YY1-induced transcription of AKR1C3 activates the Hedgehog signalling pathway to enhance lenalidomide resistance and glycolytic activity in multiple myeloma cells.

Abstract

Lenalidomide (LEN) is a mainstay for treating multiple myeloma (MM), but its efficacy is often limited by resistance. We investigated the interaction between aldo-keto reductase family 1 member C3 (AKR1C3) and Yin Yang 1 (YY1) and their roles in LEN resistance. We induced LEN-resistant MM cell lines (H929R and U266R). Loss- or gain-of-function assays of AKR1C3 and YY1 were used to analyse the half maximal inhibitory concentration (IC₅₀) values, cell senescence, DNA damage, and glycolytic activity under LEN treatment.

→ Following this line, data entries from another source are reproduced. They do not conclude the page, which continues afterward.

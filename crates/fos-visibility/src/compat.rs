//! Page Visibility API name resolution
//!
//! Older engines only expose the page visibility API under a vendor
//! prefix. The names are resolved once from what the host reports.

/// Which `hidden`-style document properties the host defines
#[derive(Debug, Clone, Copy, Default, PartialEq, Eq)]
pub struct VisibilityCapabilities {
    pub hidden: bool,
    pub moz_hidden: bool,
    pub ms_hidden: bool,
    pub webkit_hidden: bool,
}

impl VisibilityCapabilities {
    /// Unprefixed API only
    pub fn standard() -> Self {
        Self { hidden: true, ..Self::default() }
    }
}

/// Event and property names of the page visibility API
#[derive(Debug, Clone, Copy, PartialEq, Eq)]
pub struct VisibilityApiNames {
    /// Window event fired on visibility changes
    pub event_name: &'static str,
    /// Document property holding `"visible"`, `"hidden"`, ...
    pub state_property: &'static str,
}

/// The host has no page visibility API
#[derive(Debug, Clone, Copy, PartialEq, Eq, thiserror::Error)]
#[error("Page visibility API is not available in this environment")]
pub struct UnsupportedEnvironment;

/// Resolve the page visibility names for `capabilities`.
/// The unprefixed API wins over any vendor prefix.
pub fn resolve_visibility_api_names(
    capabilities: VisibilityCapabilities,
) -> Result<VisibilityApiNames, UnsupportedEnvironment> {
    let (event_name, state_property) = if capabilities.hidden {
        ("visibilitychange", "visibilityState")
    } else if capabilities.moz_hidden {
        ("mozvisibilitychange", "mozVisibilityState")
    } else if capabilities.ms_hidden {
        ("msvisibilitychange", "msVisibilityState")
    } else if capabilities.webkit_hidden {
        ("webkitvisibilitychange", "webkitVisibilityState")
    } else {
        return Err(UnsupportedEnvironment);
    };

    Ok(VisibilityApiNames { event_name, state_property })
}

Chromatin immunoprecipitation was used to determine the interaction between YY1 and AKR1C3. As results, AKR1C3 and YY1 were upregulated in H929R and U266R cells. AKR1C3 silencing decreased the LEN's IC₅₀, slowed cell growth, enhanced senescence and DNA damage, reduced metabolic reprogramming. YY1 activated the transcription of AKR1C3 by binding to its promoter region. Similarly, silencing YY1 enhanced LEN sensitivity, suppressed glycolysis, and was counteracted by AKR1C3 overexpression. Mechanistically, YY1-AKR1C3 activated the Hedgehog pathway; fluticasone reversed the effects of AKR1C3 silencing on LEN resistance and glycolysis in H929R and U266R cells. Overall, YY1 activates AKR1C3 transcription and the Hedgehog pathway to increase LEN resistance and glycolytic activity in MM cells.